Indeks KTPDI | Kumpulan Materi Tarbiyah | Konsultasi Islam | Arsip Konsultasi Islam



From     : M. Syamsi Ali
Subject  : HAJI SOSIAL


Bagi orang Islam, menunaikan ibadah haji adalah karunia khusus, keni'matan,
dan bahkan kebanggaan tersendiri. Berangkat ke tanah suci, ibaratnya
berangkat menemui seseorang yang telah lama dirindukan. Luapan kerinduan
yang mendalam diiringi bara iman yang menggejolak, meringankan langkah
seorang Muslim menuju keridhaan Ilahi yang Rahman.

Betapa tidak, haji merupakan kewajiban yang memiliki konotasi sbb:

1. Memenuhi panggilan Ilahi.

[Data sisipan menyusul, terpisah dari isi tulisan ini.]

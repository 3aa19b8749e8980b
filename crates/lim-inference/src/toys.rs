//! Toy ensembles and empirical sampling distributions.
//!
//! Randomness is deterministic via per-toy seeding (`seed + toy_idx`),
//! independent of the thread count. Each toy starts from its generating
//! hypothesis point, with global observables resampled for that toy.

use crate::test_statistic::{DataSource, ProfileLikelihoodRatio};
use lim_core::{Error, ParameterPoint, Result};
use rayon::prelude::*;
use serde::{Deserialize, Serialize};
use std::sync::atomic::{AtomicBool, Ordering};
use std::sync::Arc;

/// Offset separating the global-observable stream from the data stream of a toy.
const GLOBAL_OBS_STREAM: u64 = 0x9E37_79B9_7F4A_7C15;

/// Cooperative cancellation flag, checked before each toy.
#[derive(Debug, Clone, Default)]
pub struct CancelToken(Arc<AtomicBool>);

impl CancelToken {
    /// Fresh, un-cancelled token.
    pub fn new() -> Self {
        Self::default()
    }

    /// Request cancellation.
    pub fn cancel(&self) {
        self.0.store(true, Ordering::Relaxed);
    }

    /// `true` once cancellation was requested.
    pub fn is_cancelled(&self) -> bool {
        self.0.load(Ordering::Relaxed)
    }
}

/// Toy-engine configuration.
#[derive(Debug, Clone, Serialize, Deserialize)]
#[serde(default)]
pub struct ToyConfig {
    /// Toys under the null (signal+background) hypothesis.
    pub n_toys_null: usize,
    /// Toys under the alternative (background-only) hypothesis.
    pub n_toys_alt: usize,
    /// Base seed.
    pub seed: u64,
    /// Events per toy; `None` draws a Poisson count for extended models and
    /// generates one event for non-extended models.
    pub events_per_toy: Option<usize>,
    /// Minimum number of toys per rayon task.
    pub min_parallel_chunk: usize,
}

impl Default for ToyConfig {
    fn default() -> Self {
        Self {
            n_toys_null: 1000,
            n_toys_alt: 1000,
            seed: 0,
            events_per_toy: None,
            min_parallel_chunk: 16,
        }
    }
}

/// Empirical distribution of the test statistic under one hypothesis.
#[derive(Debug, Clone, Serialize, Deserialize)]
pub struct SamplingDistribution {
    /// Tested POI value.
    pub mu_test: f64,
    /// Generating hypothesis name.
    pub hypothesis: String,
    values: Vec<f64>,
    /// Toys requested.
    pub n_requested: usize,
    /// Toys whose generation or fits errored.
    pub n_failed: usize,
    /// Valid toys with a non-converged fit.
    pub n_nonconverged: usize,
    /// Toys skipped after cancellation.
    pub n_cancelled: usize,
}

impl SamplingDistribution {
    /// Distribution from raw statistic values (sorted internally).
    pub fn from_values(mu_test: f64, hypothesis: impl Into<String>, mut values: Vec<f64>) -> Self {
        values.retain(|v| v.is_finite());
        values.sort_by(f64::total_cmp);
        let n = values.len();
        Self {
            mu_test,
            hypothesis: hypothesis.into(),
            values,
            n_requested: n,
            n_failed: 0,
            n_nonconverged: 0,
            n_cancelled: 0,
        }
    }

    /// Sorted statistic values.
    pub fn values(&self) -> &[f64] {
        &self.values
    }

    /// Number of valid toys.
    pub fn len(&self) -> usize {
        self.values.len()
    }

    /// `true` without valid toys.
    pub fn is_empty(&self) -> bool {
        self.values.is_empty()
    }

    /// Fraction of toys with `t >= threshold` (ties count as extreme).
    pub fn p_value(&self, threshold: f64) -> Result<f64> {
        if self.values.is_empty() {
            return Err(Error::Computation(format!(
                "empty sampling distribution for '{}' at mu={}",
                self.hypothesis, self.mu_test
            )));
        }
        let idx = self.values.partition_point(|v| *v < threshold);
        Ok((self.values.len() - idx) as f64 / self.values.len() as f64)
    }

    /// Value at cumulative probability `p` (linear interpolation between order statistics).
    ///
    /// Fails with [`Error::InsufficientToys`] when `n * min(p, 1 - p) < 1`.
    pub fn quantile(&self, p: f64) -> Result<f64> {
        if !(0.0..=1.0).contains(&p) {
            return Err(Error::Validation(format!("quantile must be in [0, 1], got {p}")));
        }
        let n = self.values.len();
        if (n as f64) * p.min(1.0 - p) < 1.0 {
            return Err(Error::InsufficientToys { quantile: p, available: n });
        }
        let idx = p * ((n - 1) as f64);
        let lo = idx.floor() as usize;
        let hi = idx.ceil() as usize;
        if lo == hi {
            return Ok(self.values[lo]);
        }
        let w = idx - lo as f64;
        Ok(self.values[lo] + w * (self.values[hi] - self.values[lo]))
    }
}

enum ToyOutcome {
    Valid { t: f64, converged: bool },
    Failed,
    Cancelled,
}

/// Throws toy ensembles for one test statistic.
pub struct ToySampler<'s, 'a> {
    statistic: &'s ProfileLikelihoodRatio<'a>,
    config: ToyConfig,
    cancel: CancelToken,
}

impl<'s, 'a> ToySampler<'s, 'a> {
    /// Sampler over `statistic`.
    pub fn new(statistic: &'s ProfileLikelihoodRatio<'a>, config: ToyConfig, cancel: CancelToken) -> Self {
        Self { statistic, config, cancel }
    }

    /// Generate `n_toys` pseudo-datasets at `point` and evaluate the statistic at `mu_test`.
    ///
    /// Toy `i` uses seed `seed + i`. Failed toys are counted, not fatal; a
    /// cancelled ensemble returns [`Error::Cancelled`].
    pub fn sample(
        &self,
        point: &ParameterPoint,
        hypothesis: &str,
        mu_test: f64,
        n_toys: usize,
        seed: u64,
    ) -> Result<SamplingDistribution> {
        if n_toys == 0 {
            return Err(Error::Validation("n_toys must be > 0".to_string()));
        }
        let model = self.statistic.profiler().model();
        let n_events = match self.config.events_per_toy {
            Some(n) => Some(n),
            None if model.is_extended() => None,
            None => Some(1),
        };

        let outcomes: Vec<ToyOutcome> = (0..n_toys)
            .into_par_iter()
            .with_min_len(self.config.min_parallel_chunk.max(1))
            .map(|toy_idx| {
                if self.cancel.is_cancelled() {
                    return ToyOutcome::Cancelled;
                }
                let toy_seed = seed.wrapping_add(toy_idx as u64);
                let run = || -> Result<(f64, bool)> {
                    let data = model.generate(point.values(), n_events, toy_seed)?;
                    let globals = model
                        .sample_global_observables(point.values(), toy_seed ^ GLOBAL_OBS_STREAM)?;
                    let start = point.with_values(globals)?;
                    let t = self.statistic.evaluate(&data, &start, mu_test, DataSource::Toy(toy_idx))?;
                    Ok((t.value, t.converged))
                };
                match run() {
                    Ok((t, converged)) if t.is_finite() => ToyOutcome::Valid { t, converged },
                    Ok(_) => ToyOutcome::Failed,
                    Err(e) => {
                        log::debug!("toy {toy_idx} ({hypothesis}, mu={mu_test}) failed: {e}");
                        ToyOutcome::Failed
                    }
                }
            })
            .collect();

        let mut values = Vec::with_capacity(n_toys);
        let (mut n_failed, mut n_nonconverged, mut n_cancelled) = (0, 0, 0);
        for o in outcomes {
            match o {
                ToyOutcome::Valid { t, converged } => {
                    values.push(t);
                    n_nonconverged += usize::from(!converged);
                }
                ToyOutcome::Failed => n_failed += 1,
                ToyOutcome::Cancelled => n_cancelled += 1,
            }
        }
        if n_cancelled > 0 {
            return Err(Error::Cancelled);
        }
        if n_failed > 0 {
            log::warn!("{n_failed}/{n_toys} toys failed ({hypothesis}, mu={mu_test})");
        }

        let mut dist = SamplingDistribution::from_values(mu_test, hypothesis, values);
        dist.n_requested = n_toys;
        dist.n_failed = n_failed;
        dist.n_nonconverged = n_nonconverged;
        dist.n_cancelled = n_cancelled;
        Ok(dist)
    }
}

#[cfg(test)]
mod tests {
    use super::*;
    use crate::profiler::{Profiler, ProfilerConfig};
    use crate::test_statistic::Sidedness;
    use approx::assert_relative_eq;
    use lim_core::StatModel;
    use lim_models::PoissonCounting;

    #[test]
    fn p_value_counts_ties_as_extreme() {
        let d = SamplingDistribution::from_values(1.0, "sb", vec![0.0, 0.0, 1.0, 2.0, 3.0]);
        assert_relative_eq!(d.p_value(1.0).unwrap(), 0.6);
        assert_relative_eq!(d.p_value(0.0).unwrap(), 1.0);
        assert_relative_eq!(d.p_value(3.5).unwrap(), 0.0);
    }

    #[test]
    fn quantile_needs_enough_toys() {
        let d = SamplingDistribution::from_values(1.0, "b", (0..10).map(f64::from).collect());
        assert_relative_eq!(d.quantile(0.5).unwrap(), 4.5);
        assert!(matches!(d.quantile(0.02), Err(Error::InsufficientToys { available: 10, .. })));
    }

    #[test]
    fn empty_distribution_has_no_p_value() {
        let d = SamplingDistribution::from_values(1.0, "b", vec![f64::NAN]);
        assert!(d.is_empty());
        assert!(d.p_value(0.0).is_err());
    }

    #[test]
    fn ensembles_are_reproducible_and_non_negative() {
        let m = PoissonCounting::new();
        let ts = ProfileLikelihoodRatio::new(
            Profiler::new(&m, ProfilerConfig::default()).unwrap(),
            Sidedness::OneSided,
        );
        let sampler = ToySampler::new(&ts, ToyConfig::default(), CancelToken::new());
        let point = m.config().snapshot_point().unwrap().with_value("mu", 0.0).unwrap();
        let a = sampler.sample(&point, "b", 1.0, 64, 42).unwrap();
        let b = sampler.sample(&point, "b", 1.0, 64, 42).unwrap();
        assert_eq!(a.len(), 64);
        assert!(a.values().iter().all(|&t| t >= 0.0));
        let bits = |d: &SamplingDistribution| d.values().iter().map(|v| v.to_bits()).collect::<Vec<_>>();
        assert_eq!(bits(&a), bits(&b));
    }

    #[test]
    fn cancelled_ensemble_reports_cancellation() {
        let m = PoissonCounting::new();
        let ts = ProfileLikelihoodRatio::new(
            Profiler::new(&m, ProfilerConfig::default()).unwrap(),
            Sidedness::OneSided,
        );
        let cancel = CancelToken::new();
        cancel.cancel();
        let sampler = ToySampler::new(&ts, ToyConfig::default(), cancel);
        let point = m.config().snapshot_point().unwrap();
        assert!(matches!(sampler.sample(&point, "sb", 1.0, 8, 1), Err(Error::Cancelled)));
    }
}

Melaksanakan suatu ajaran agama, apa saja
wujudnya, adalah realita pemenuhan terhadap panggilan Allah. Namun ibadah
haji memiliki konotasi khusus dengan panggilan ini. Oleh sebab itu, di saat
seorang memulai niatnya untuk beribadah (ihram), ia diharuskan untuk
mengucapkan "Labbaik Allahumma Labbaik" (Aku datang memenuhi panggilanMu ya
Allah).

2. Ibadah haji adalah merupakan rukun Islam yang kelima (terakhir).
Sehingga dengan menunaikannya dapat diartikan sebagai pemenuhan terhadap
keseluruhan ajaran Islam. Atau dengan kata lain, melakukan ibadah haji
berarti pula seorang Muslim menyempurnakan keislamannya

3. Masdar (asal) kata haji, dapat juga melahirkan makna lain selain dari
"hajjun atau hijjun" yang berarti haji. Makna tersebut adalah "hujjatun"
yang berarti "tanda, bukti, alasan. Dengan demikian, haji dapat menjadi
tanda kesempurnaan Islam, menjadi bukti akan keislaman, serta menjadi
alasan bagi keselamatan seorang Muslim, dunia Akhirat.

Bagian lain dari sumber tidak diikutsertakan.